Microsoft Launches Copilot Cowork — Claude Enters Microsoft 365
Microsoft announced Copilot Cowork, a cloud-based AI agent built in collaboration with Anthropic that brings Claude Cowork’s multi-step task execution into Microsoft 365. Users describe the outcome they want and Cowork breaks it down into steps, reasoning across apps like Outlook, Teams, Excel, and PowerPoint to get it done. The system uses Microsoft’s “Work IQ” to ground every action in the user’s emails, meetings, messages, and files.
Copilot Cowork is in research preview now with broader access through Microsoft’s Frontier program in late March. It runs within a customer’s M365 tenant with enterprise data protection baked in. Microsoft also unveiled the M365 E7 “Frontier Suite” at $99/user/month — bundling E5, Copilot, and Agent 365 into a single license. GA is May 1. This is the biggest Microsoft licensing change in a decade, and Anthropic is at the center of it.
Trump Prepares Executive Order to Ban Anthropic Across All Agencies
The White House is preparing a formal executive order directing every federal agency to immediately cease use of Anthropic’s technology. The move escalates the Pentagon dispute to a government-wide ban. White House spokesperson Liz Huston framed it as a fight against what the administration calls “woke AI,” stating the president will not allow a company’s terms of service to dictate how the military operates.
Anthropic fired back by filing two federal lawsuits on Monday challenging the supply chain risk designation as unconstitutional retaliation. The company argues the designation — the first time this authority has been used against a U.S. company — was punishment for refusing to give the military unrestricted access to Claude for applications like autonomous weapons and mass surveillance. Anthropic’s CEO Dario Amodei has maintained the company will work with the military only within its ethical red lines.
Anthropic Launches Code Review for Claude Code
Anthropic shipped Code Review, a multi-agent system built into Claude Code that automatically reviews pull requests on GitHub. When a PR is opened, the system dispatches multiple AI agents in parallel. Each agent independently hunts for bugs, then they cross-verify each other’s findings to filter false positives and rank issues by severity. The result: fewer missed bugs and less noise than single-pass review tools.
Code Review is in research preview for Claude for Teams and Enterprise customers. Pricing is token-based, averaging $15–$25 per review depending on PR size and complexity. The Register called it “pricey and sluggish” in an early hands-on, but Anthropic is betting that enterprise engineering orgs will pay for quality — especially as AI-generated code volumes surge. Uber, Salesforce, and Accenture are among the first enterprise users. Claude Code’s run-rate revenue has now surpassed $2.5 billion.
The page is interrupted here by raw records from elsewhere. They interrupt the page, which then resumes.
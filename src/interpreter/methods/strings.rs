// File: src/interpreter/methods/strings.rs
//
// String methods. Indices are byte offsets; negative indices count from
// the end and out-of-range indices clamp, so `substring` never fails.

use crate::errors::Error;
use crate::interpreter::value::Value;

type MethodResult = Result<Value, Box<Error>>;

/// Claim and run a string-only method. Returns `None` for names owned by
/// other categories (the shared `length`/`contains`/`indexOf` trio is
/// routed by the dispatcher).
pub fn handle(method: &str, args: &[Value]) -> Option<MethodResult> {
    let result = match method {
        "toUpper" => to_upper(args),
        "toLower" => to_lower(args),
        "trim" => trim(args),
        "substring" => substring(args),
        "replace" => replace(args),
        "startsWith" => starts_with(args),
        "endsWith" => ends_with(args),
        "split" => split(args),
        "hasMatch" => has_match(args),
        "replaceMatch" => replace_match(args),
        _ => return None,
    };
    Some(result)
}

fn expect_arity(method: &str, args: &[Value], with_receiver: usize) -> Result<(), Box<Error>> {
    if args.len() != with_receiver {
        // The receiver is not counted in the user-facing arity.
        return Err(Error::arity(format!(
            "{}() expects {} argument{}",
            method,
            with_receiver - 1,
            if with_receiver == 2 { "" } else { "s" }
        )));
    }
    Ok(())
}

fn receiver<'a>(method: &str, args: &'a [Value]) -> Result<&'a str, Box<Error>> {
    match args.first() {
        Some(Value::Str(s)) => Ok(s),
        _ => Err(Error::type_error(format!("{}() can only be called on string type", method))),
    }
}

fn string_arg<'a>(method: &str, args: &'a [Value], idx: usize) -> Result<&'a str, Box<Error>> {
    match args.get(idx) {
        Some(Value::Str(s)) => Ok(s),
        _ => Err(Error::type_error(format!("{}() expects a string argument", method))),
    }
}

fn int_arg(method: &str, args: &[Value], idx: usize) -> Result<i64, Box<Error>> {
    match args.get(idx) {
        Some(Value::Int(n)) => Ok(*n),
        _ => Err(Error::type_error(format!("{}() expects an integer argument", method))),
    }
}

/// Resolve a possibly-negative index against `len`, clamped into
/// `0..=len`, then floored to a char boundary.
fn clamp_index(s: &str, index: i64) -> usize {
    let len = s.len() as i64;
    let resolved = if index < 0 { len + index } else { index };
    let mut byte = resolved.clamp(0, len) as usize;
    while byte > 0 && !s.is_char_boundary(byte) {
        byte -= 1;
    }
    byte
}

pub fn length(args: &[Value]) -> MethodResult {
    expect_arity("length", args, 1)?;
    let s = receiver("length", args)?;
    Ok(Value::Int(s.len() as i64))
}

fn to_upper(args: &[Value]) -> MethodResult {
    expect_arity("toUpper", args, 1)?;
    let s = receiver("toUpper", args)?;
    Ok(Value::Str(s.to_uppercase()))
}

fn to_lower(args: &[Value]) -> MethodResult {
    expect_arity("toLower", args, 1)?;
    let s = receiver("toLower", args)?;
    Ok(Value::Str(s.to_lowercase()))
}

fn trim(args: &[Value]) -> MethodResult {
    expect_arity("trim", args, 1)?;
    let s = receiver("trim", args)?;
    Ok(Value::Str(s.trim().to_string()))
}

fn substring(args: &[Value]) -> MethodResult {
    expect_arity("substring", args, 3)?;
    let s = receiver("substring", args)?;
    let start = clamp_index(s, int_arg("substring", args, 1)?);
    let end = clamp_index(s, int_arg("substring", args, 2)?);
    if start > end {
        return Ok(Value::Str(String::new()));
    }
    Ok(Value::Str(s[start..end].to_string()))
}

fn replace(args: &[Value]) -> MethodResult {
    expect_arity("replace", args, 3)?;
    let s = receiver("replace", args)?;
    let old = string_arg("replace", args, 1)?;
    let new = string_arg("replace", args, 2)?;
    if old.is_empty() {
        return Ok(Value::Str(s.to_string()));
    }
    Ok(Value::Str(s.replace(old, new)))
}

pub fn contains(args: &[Value]) -> MethodResult {
    expect_arity("contains", args, 2)?;
    let s = receiver("contains", args)?;
    let needle = string_arg("contains", args, 1)?;
    Ok(Value::Bool(s.contains(needle)))
}

fn starts_with(args: &[Value]) -> MethodResult {
    expect_arity("startsWith", args, 2)?;
    let s = receiver("startsWith", args)?;
    let prefix = string_arg("startsWith", args, 1)?;
    Ok(Value::Bool(s.starts_with(prefix)))
}

fn ends_with(args: &[Value]) -> MethodResult {
    expect_arity("endsWith", args, 2)?;
    let s = receiver("endsWith", args)?;
    let suffix = string_arg("endsWith", args, 1)?;
    Ok(Value::Bool(s.ends_with(suffix)))
}

pub fn index_of(args: &[Value]) -> MethodResult {
    expect_arity("indexOf", args, 2)?;
    let s = receiver("indexOf", args)?;
    let needle = string_arg("indexOf", args, 1)?;
    let index = s.find(needle).map(|i| i as i64).unwrap_or(-1);
    Ok(Value::Int(index))
}

fn split(args: &[Value]) -> MethodResult {
    expect_arity("split", args, 2)?;
    let s = receiver("split", args)?;
    let delimiter = string_arg("split", args, 1)?;

    let parts: Vec<Value> = if delimiter.is_empty() {
        s.chars().map(|c| Value::Str(c.to_string())).collect()
    } else {
        s.split(delimiter).map(|part| Value::Str(part.to_string())).collect()
    };
    Ok(Value::List(parts))
}

fn has_match(args: &[Value]) -> MethodResult {
    expect_arity("hasMatch", args, 2)?;
    let s = receiver("hasMatch", args)?;
    let m = match args.get(1) {
        Some(Value::Match(m)) => m,
        _ => return Err(Error::type_error("hasMatch() expects a match argument")),
    };
    Ok(Value::Bool(s.contains(&m.content)))
}

fn replace_match(args: &[Value]) -> MethodResult {
    expect_arity("replaceMatch", args, 3)?;
    let s = receiver("replaceMatch", args)?;
    let m = match args.get(1) {
        Some(Value::Match(m)) => m,
        _ => return Err(Error::type_error("replaceMatch() expects a match as first argument")),
    };
    let replacement = string_arg("replaceMatch", args, 2)?;

    let mut out = s.to_string();
    let range_valid = m.start < m.end
        && m.end <= out.len()
        && out.is_char_boundary(m.start)
        && out.is_char_boundary(m.end);
    if range_valid {
        out.replace_range(m.start..m.end, replacement);
    }
    Ok(Value::Str(out))
}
Sonnet 5 “Fennec” Spotted in Vertex AI Logs
Claude Sonnet 5, codenamed “Fennec,” has appeared in Google Cloud Vertex AI logs, fueling speculation about an imminent release. Leaks from multiple sources suggest Fennec could be priced around 50% lower than Opus 4.5 while delivering comparable or superior benchmark performance. If accurate, that would make it the most cost-effective frontier model on the market.
Anthropic hasn’t confirmed any release timeline, but the Vertex AI sighting follows a pattern — both Sonnet 4.5 and Sonnet 4.6 appeared in cloud provider logs weeks before their official launches. Developers are already speculating about what Fennec means for the Claude Code and Cowork pricing tiers, since Sonnet models are the default for free and Pro users.
Japan Times: “Anthropic’s Partners Are Making a Deal with the AI Devil”
A sharp op-ed in the Japan Times argues that Microsoft, Google, and Amazon’s public backing of Anthropic is less about principle and more about self-interest. The piece contends that these companies need Claude in their product catalogs to compete, and their willingness to publicly defy the Pentagon reflects the leverage Anthropic has built — not any shared commitment to AI safety.
The analysis raises a real question for the industry: when cloud providers stake their reputation on backing a company the U.S. government is actively trying to blacklist, what happens if the political winds shift further? For Anthropic, the hyperscaler backing is a lifeline. For the hyperscalers, it’s a calculated bet that the Pentagon dispute won’t spill over into commercial procurement decisions. So far, that bet is holding.
Enterprise Subscriptions Quadruple as Pentagon Drama Drives Adoption
Buried in the Code Review launch coverage is a striking data point: Anthropic’s enterprise subscriptions have quadrupled since the start of the year. The Streisand effect is in full force — every headline about the Pentagon ban drives more consumer and enterprise sign-ups. Claude remains the #1 free app on both the App Store and Play Store, and the company continues to break daily sign-up records.
The enterprise growth is especially notable because it suggests the supply chain risk designation isn’t scaring off commercial customers. If anything, the fight with the Pentagon has positioned Anthropic as the company willing to draw ethical lines on AI — a brand story that resonates with the same enterprise buyers who care about responsible AI policies in their vendor stack.